[Data extracts — start]
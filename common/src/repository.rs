use async_trait::async_trait;

use crate::lair::Project;

/// Options passed through to the API server on import.
#[derive(Debug, Clone, Copy, Default, PartialEq, Eq)]
pub struct ImportOptions {
    /// Disables the server's protection against hosts with excessive open ports.
    pub force_ports: bool,
}

/// Defines the contract for fetching and storing Lair projects.
#[async_trait]
pub trait ProjectRepository: Send + Sync {
    /// Retrieves the full project identified by `project_id`.
    async fn export_project(&self, project_id: &str) -> anyhow::Result<Project>;

    /// Submits `project` back to the server, replacing what it knows about it.
    async fn import_project(&self, project: &Project, options: ImportOptions) -> anyhow::Result<()>;
}
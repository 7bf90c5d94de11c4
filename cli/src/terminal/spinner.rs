use std::time::Duration;

use indicatif::{ProgressBar, ProgressStyle};

const TICK_STRINGS: &[&str] = &[
    "▁▁▁▁▁",
    "▁▂▂▂▁",
    "▁▄▂▄▁",
    "▂▄▆▄▂",
    "▄▆█▆▄",
    "▂▄▆▄▂",
    "▁▄▂▄▁",
    "▁▂▂▂▁",
];

/// Starts a spinner on stderr; hidden when `q_level > 0`.
pub fn start(msg: String, q_level: u8) -> ProgressBar {
    if q_level > 0 {
        return ProgressBar::hidden();
    }

    let pb = ProgressBar::new_spinner();
    if let Ok(style) = ProgressStyle::with_template("{spinner:.blue} {msg}") {
        pb.set_style(style.tick_strings(TICK_STRINGS));
    }
    pb.set_message(msg);
    pb.enable_steady_tick(Duration::from_millis(100));
    pb
}
#![cfg(test)]
use drone_common::repository::ImportOptions;
use drone_core::import::ImportService;
use drone_protocols::nikto;
use serde_json::{Value, json};

use crate::utils::{MemoryLair, NIKTO_XML, PROJECT_ID, PROJECT_JSON};

fn find_host<'a>(project: &'a Value, ip: &str) -> &'a Value {
    project["hosts"]
        .as_array()
        .and_then(|hosts| hosts.iter().find(|host| host["ipv4"] == ip))
        .expect("host missing from imported project")
}

fn find_service<'a>(host: &'a Value, port: u64) -> &'a Value {
    host["services"]
        .as_array()
        .and_then(|services| services.iter().find(|service| service["port"] == port))
        .expect("service missing from imported project")
}

/// Full flow: nikto XML in, merged Lair JSON out.
#[tokio::test]
async fn import_report_into_project() {
    let lair = MemoryLair::with_project(PROJECT_JSON);
    let service = ImportService::new(Box::new(lair.clone()));
    let report = nikto::parse(NIKTO_XML).unwrap();
    let options = ImportOptions { force_ports: true };

    let unmatched = service
        .import(PROJECT_ID, &report, &["external".to_string()], options)
        .await
        .unwrap();

    assert_eq!(
        unmatched.into_iter().collect::<Vec<_>>(),
        vec!["10.0.0.6 (10.0.0.6:8080)"]
    );

    let (project, used_options) = lair.last_import().expect("nothing was imported");
    assert_eq!(used_options, options);
    assert_eq!(project["tool"], "nikto");
    assert_eq!(
        project["commands"],
        json!([{ "tool": "nikto", "command": "-h 10.0.0.5 -p 443 -ssl" }])
    );

    let web = find_host(&project, "10.0.0.5");
    assert_eq!(
        web["hostnames"],
        json!(["www.example.com", "example.com", "https://secure.example.com"])
    );
    assert_eq!(web["tags"], json!(["external", "external"]));
    assert_eq!(web["lastModifiedBy"], "nikto");

    let http = find_service(web, 80);
    assert_eq!(http["lastModifiedBy"], "nikto");
    assert_eq!(
        http["notes"],
        json!([{
            "title": "nikto v2.1.5 (example.com:80)",
            "content": "Outdated header URI: /\n\
                        /admin/: This might be interesting... URI: /admin/ OSVDBID: 3092\n\
                        \nStart: Fri Mar 13 11:05:08 2015 End: Fri Mar 13 11:09:41 2015",
            "lastModifiedBy": "nikto"
        }])
    );

    let https = find_service(web, 443);
    let note = &https["notes"][0];
    assert_eq!(note["title"], "nikto v2.1.5 (secure.example.com:443)");
    assert_eq!(
        note["content"],
        "SSL Information:\n\
         Subject: /CN=secure.example.com\n\
         Ciphers: ECDHE-RSA-AES256-GCM-SHA384\n\
         Issuer: /CN=Example CA\n\n\
         The anti-clickjacking X-Frame-Options header is not present. URI: /\n\
         \nStart: Fri Mar 13 12:00:00 2015 End: Fri Mar 13 12:03:10 2015"
    );
}

#[tokio::test]
async fn untouched_data_survives_the_round_trip() {
    let lair = MemoryLair::with_project(PROJECT_JSON);
    let service = ImportService::new(Box::new(lair.clone()));
    let report = nikto::parse(NIKTO_XML).unwrap();

    service
        .import(PROJECT_ID, &report, &[], ImportOptions::default())
        .await
        .unwrap();

    let (project, _) = lair.last_import().unwrap();
    assert_eq!(project["name"], "acme-external");
    assert_eq!(project["issues"], Value::Null);

    let web = find_host(&project, "10.0.0.5");
    assert_eq!(web["_id"], "h-5");
    assert_eq!(web["os"]["fingerprint"], "Linux 3.x");
    assert_eq!(find_service(web, 80)["product"], "Apache");

    let ssh_host = find_host(&project, "10.0.0.7");
    assert_eq!(ssh_host["tags"], json!(["dmz"]));
    assert_eq!(ssh_host["lastModifiedBy"], "nmap");
    assert_eq!(find_service(ssh_host, 22)["notes"], json!([]));
}

#[tokio::test]
async fn second_import_appends_again() {
    let lair = MemoryLair::with_project(PROJECT_JSON);
    let service = ImportService::new(Box::new(lair.clone()));
    let report = nikto::parse(NIKTO_XML).unwrap();
    let tags = vec!["external".to_string()];

    for _ in 0..2 {
        service
            .import(PROJECT_ID, &report, &tags, ImportOptions::default())
            .await
            .unwrap();
    }

    let (project, _) = lair.last_import().unwrap();
    let web = find_host(&project, "10.0.0.5");
    assert_eq!(find_service(web, 80)["notes"].as_array().map(Vec::len), Some(2));
    assert_eq!(web["tags"].as_array().map(Vec::len), Some(4));
    assert_eq!(web["hostnames"].as_array().map(Vec::len), Some(3));
    assert_eq!(project["commands"].as_array().map(Vec::len), Some(1));
}

#[tokio::test]
async fn unknown_project_is_not_imported() {
    let lair = MemoryLair::with_project(PROJECT_JSON);
    let service = ImportService::new(Box::new(lair.clone()));
    let report = nikto::parse(NIKTO_XML).unwrap();

    let result = service
        .import("does-not-exist", &report, &[], ImportOptions::default())
        .await;

    assert!(result.is_err());
    assert!(lair.last_import().is_none());
}
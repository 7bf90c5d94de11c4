//! # Lair Project Model
//!
//! The subset of a Lair project the drone reads and writes. Fields the drone
//! never looks at are kept in `extra` so that an exported project can be
//! imported back without losing data.

use serde::{Deserialize, Deserializer, Serialize};
use serde_json::{Map, Value};

#[derive(Debug, Clone, Default, PartialEq, Serialize, Deserialize)]
#[serde(rename_all = "camelCase")]
pub struct Project {
    #[serde(rename = "_id", default)]
    pub id: String,
    #[serde(default, deserialize_with = "null_as_default")]
    pub tool: String,
    #[serde(default, deserialize_with = "null_as_default")]
    pub commands: Vec<Command>,
    #[serde(default, deserialize_with = "null_as_default")]
    pub hosts: Vec<Host>,
    #[serde(flatten)]
    pub extra: Map<String, Value>,
}

/// How the project was last augmented.
#[derive(Debug, Clone, Default, PartialEq, Eq, Serialize, Deserialize)]
pub struct Command {
    #[serde(default, deserialize_with = "null_as_default")]
    pub tool: String,
    #[serde(default, deserialize_with = "null_as_default")]
    pub command: String,
}

#[derive(Debug, Clone, Default, PartialEq, Serialize, Deserialize)]
#[serde(rename_all = "camelCase")]
pub struct Host {
    #[serde(default, deserialize_with = "null_as_default")]
    pub ipv4: String,
    #[serde(default, deserialize_with = "null_as_default")]
    pub hostnames: Vec<String>,
    #[serde(default, deserialize_with = "null_as_default")]
    pub tags: Vec<String>,
    #[serde(default, deserialize_with = "null_as_default")]
    pub last_modified_by: String,
    #[serde(default, deserialize_with = "null_as_default")]
    pub services: Vec<Service>,
    #[serde(flatten)]
    pub extra: Map<String, Value>,
}

#[derive(Debug, Clone, Default, PartialEq, Serialize, Deserialize)]
#[serde(rename_all = "camelCase")]
pub struct Service {
    #[serde(default)]
    pub port: u16,
    #[serde(default, deserialize_with = "null_as_default")]
    pub notes: Vec<Note>,
    #[serde(default, deserialize_with = "null_as_default")]
    pub last_modified_by: String,
    #[serde(flatten)]
    pub extra: Map<String, Value>,
}

#[derive(Debug, Clone, Default, PartialEq, Eq, Serialize, Deserialize)]
#[serde(rename_all = "camelCase")]
pub struct Note {
    #[serde(default, deserialize_with = "null_as_default")]
    pub title: String,
    #[serde(default, deserialize_with = "null_as_default")]
    pub content: String,
    #[serde(default, deserialize_with = "null_as_default")]
    pub last_modified_by: String,
}

impl Host {
    pub fn new(ipv4: impl Into<String>) -> Self {
        Self {
            ipv4: ipv4.into(),
            ..Default::default()
        }
    }

    pub fn with_service(mut self, service: Service) -> Self {
        self.services.push(service);
        self
    }
}

impl Service {
    pub fn new(port: u16) -> Self {
        Self {
            port,
            ..Default::default()
        }
    }
}

/// The API server writes empty collections as `null`.
fn null_as_default<'de, D, T>(deserializer: D) -> Result<T, D::Error>
where
    D: Deserializer<'de>,
    T: Default + Deserialize<'de>,
{
    Ok(Option::<T>::deserialize(deserializer)?.unwrap_or_default())
}
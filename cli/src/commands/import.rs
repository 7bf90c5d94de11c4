use std::collections::BTreeSet;
use std::fs;
use std::time::{Duration, Instant};

use anyhow::Context;
use colored::Colorize;
use tracing::info;

use crate::terminal::{format, print, spinner};
use drone_common::config::Config;
use drone_common::report::ScanReport;
use drone_common::repository::ImportOptions;
use drone_common::success;
use drone_core::import::ImportService;
use drone_protocols::lair::LairClient;
use drone_protocols::nikto;

pub async fn import(cfg: &Config) -> anyhow::Result<()> {
    print::header("loading nikto report", cfg.quiet);
    let buf: Vec<u8> = fs::read(&cfg.report_path).context("Could not open file")?;
    let report: ScanReport = nikto::parse_bytes(&buf).context("Error parsing nikto data")?;
    print_report(&report, cfg);

    let client = LairClient::new(&cfg.lair, cfg.insecure_ssl).context("Error setting up client")?;
    let service = ImportService::new(Box::new(client));
    let options = ImportOptions {
        force_ports: cfg.force_ports,
    };

    let start_time: Instant = Instant::now();
    let pb = spinner::start(
        format!("Importing results into project {}", cfg.project_id),
        cfg.quiet,
    );
    let result = service
        .import(&cfg.project_id, &report, &cfg.tags, options)
        .await;
    pb.finish_and_clear();
    let unmatched: BTreeSet<String> = result?;

    import_ends(&report, &unmatched, start_time.elapsed(), cfg);
    Ok(())
}

fn print_report(report: &ScanReport, cfg: &Config) {
    if cfg.quiet > 0 {
        return;
    }

    print::aligned_line("Project", cfg.project_id.normal());
    print::aligned_line("Report", cfg.report_path.display().to_string().normal());
    print::aligned_line("Tags", format::tags_to_value(&cfg.tags));
    print::aligned_line("Findings", report.findings_count().to_string().normal());
    if !report.runs.is_empty() {
        print::as_tree_one_level(format::runs_to_details(report));
    }
}

fn import_ends(report: &ScanReport, unmatched: &BTreeSet<String>, total_time: Duration, cfg: &Config) {
    if cfg.quiet == 0 {
        print::fat_separator();
        print::centerln(&format::summary(report.findings_count(), unmatched.len(), total_time));
    }

    if !unmatched.is_empty() {
        info!("{}", format::unmatched_notice(&cfg.project_id));
        for line in format::unmatched_lines(unmatched) {
            print::print(&line);
        }
    }

    success!("Operation completed successfully");
}
//! # Nikto XML Reader
//!
//! Reads nikto's XML output (`-Format xml`). Both a single `<niktoscan>` root
//! and a `<niktoscans>` wrapper holding several runs are accepted.
//!
//! The XML schema below is private; callers only see the report model from
//! `drone_common::report`.

use drone_common::report::{FindingItem, ScanFinding, ScanReport, ScanRun, SslInfo};
use quick_xml::Reader;
use quick_xml::events::Event;
use serde::Deserialize;
use thiserror::Error;

#[derive(Debug, Error)]
pub enum ReportError {
    #[error("report is not valid UTF-8: {0}")]
    Encoding(#[from] std::str::Utf8Error),
    #[error("malformed XML: {0}")]
    Xml(#[from] quick_xml::Error),
    #[error("unexpected report layout: {0}")]
    Schema(#[from] quick_xml::de::DeError),
    #[error("unexpected root element <{0}>, expected <niktoscan> or <niktoscans>")]
    UnexpectedRoot(String),
    #[error("report contains no XML elements")]
    Empty,
}

#[derive(Debug, Deserialize)]
struct NiktoScans {
    #[serde(rename = "niktoscan", default)]
    scans: Vec<NiktoScan>,
}

#[derive(Debug, Deserialize)]
struct NiktoScan {
    #[serde(rename = "@options", default)]
    options: String,
    #[serde(rename = "@version", default)]
    version: String,
    #[serde(rename = "@scanstart", default)]
    scan_start: String,
    #[serde(rename = "@scanend", default)]
    scan_end: String,
    #[serde(rename = "scandetails", default)]
    details: Vec<ScanDetails>,
}

#[derive(Debug, Deserialize)]
struct ScanDetails {
    #[serde(rename = "@targetip", default)]
    target_ip: String,
    #[serde(rename = "@targethostname", default)]
    target_hostname: String,
    #[serde(rename = "@targetport", default)]
    target_port: u16,
    #[serde(rename = "@hostheader", default)]
    host_header: Option<String>,
    #[serde(default)]
    ssl: Option<Ssl>,
    #[serde(rename = "item", default)]
    items: Vec<Item>,
}

#[derive(Debug, Deserialize)]
struct Ssl {
    #[serde(rename = "@info", default)]
    info: String,
    #[serde(rename = "@ciphers", default)]
    ciphers: String,
    #[serde(rename = "@issuers", default)]
    issuers: String,
}

#[derive(Debug, Deserialize)]
struct Item {
    #[serde(rename = "@osvdbid", default)]
    osvdb_id: String,
    #[serde(default)]
    description: String,
    #[serde(default)]
    uri: String,
}

/// Parses a raw report file.
pub fn parse_bytes(buf: &[u8]) -> Result<ScanReport, ReportError> {
    parse(std::str::from_utf8(buf)?)
}

/// Parses a nikto XML document.
pub fn parse(xml: &str) -> Result<ScanReport, ReportError> {
    let scans: Vec<NiktoScan> = match root_element(xml)?.as_str() {
        "niktoscans" => quick_xml::de::from_str::<NiktoScans>(xml)?.scans,
        "niktoscan" => vec![quick_xml::de::from_str::<NiktoScan>(xml)?],
        other => return Err(ReportError::UnexpectedRoot(other.to_string())),
    };

    Ok(ScanReport {
        runs: scans.into_iter().map(ScanRun::from).collect(),
    })
}

/// Name of the first element, skipping the declaration, DOCTYPE and comments.
fn root_element(xml: &str) -> Result<String, ReportError> {
    let mut reader = Reader::from_str(xml);
    loop {
        match reader.read_event()? {
            Event::Start(tag) | Event::Empty(tag) => {
                return Ok(String::from_utf8_lossy(tag.name().as_ref()).into_owned());
            }
            Event::Eof => return Err(ReportError::Empty),
            _ => {}
        }
    }
}

impl From<NiktoScan> for ScanRun {
    fn from(scan: NiktoScan) -> Self {
        Self {
            command: scan.options,
            scan_start: scan.scan_start,
            scan_end: scan.scan_end,
            version: scan.version,
            findings: scan.details.into_iter().map(ScanFinding::from).collect(),
        }
    }
}

impl From<ScanDetails> for ScanFinding {
    fn from(details: ScanDetails) -> Self {
        let host_header = details
            .host_header
            .filter(|header| !header.is_empty())
            .unwrap_or_else(|| details.target_hostname.clone());

        Self {
            target_ip: details.target_ip,
            target_port: details.target_port,
            target_hostname: details.target_hostname,
            host_header,
            ssl: details.ssl.map(|ssl| SslInfo {
                info: ssl.info,
                ciphers: ssl.ciphers,
                issuers: ssl.issuers,
            }),
            items: details.items.into_iter().map(FindingItem::from).collect(),
        }
    }
}

impl From<Item> for FindingItem {
    fn from(item: Item) -> Self {
        Self {
            description: item.description.trim().to_string(),
            uri: item.uri.trim().to_string(),
            osvdb_id: item.osvdb_id.trim().parse::<u32>().ok().filter(|id| *id > 0),
        }
    }
}
//! Merges nikto findings into a Lair project.
//!
//! * [`correlator`]: matches findings to hosts and services and mutates the project.
//! * [`note`]: renders the note attached to a matched service.
//! * [`import`]: the export, merge, import use case on top of a [`ProjectRepository`].
//!
//! [`ProjectRepository`]: drone_common::repository::ProjectRepository

pub mod correlator;
pub mod import;
pub mod note;

use thiserror::Error;

#[derive(Debug, Error)]
pub enum MergeError {
    #[error("malformed target URL '{target}': {source}")]
    MalformedTargetUrl {
        target: String,
        #[source]
        source: url::ParseError,
    },
}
[Data extracts — finish]
Goal of the exercise: Copy out the listing above, line by line and exactly, from its first line to the line holding "pub trait ProjectRepository: Send", inclusive.

Task output:
filename common/src/repository.rs
use async_trait::async_trait;

use crate::lair::Project;

/// Options passed through to the API server on import.
#[derive(Debug, Clone, Copy, Default, PartialEq, Eq)]
pub struct ImportOptions {
    /// Disables the server's protection against hosts with excessive open ports.
    pub force_ports: bool,
}

/// Defines the contract for fetching and storing Lair projects.
#[async_trait]
pub trait ProjectRepository: Send + Sync {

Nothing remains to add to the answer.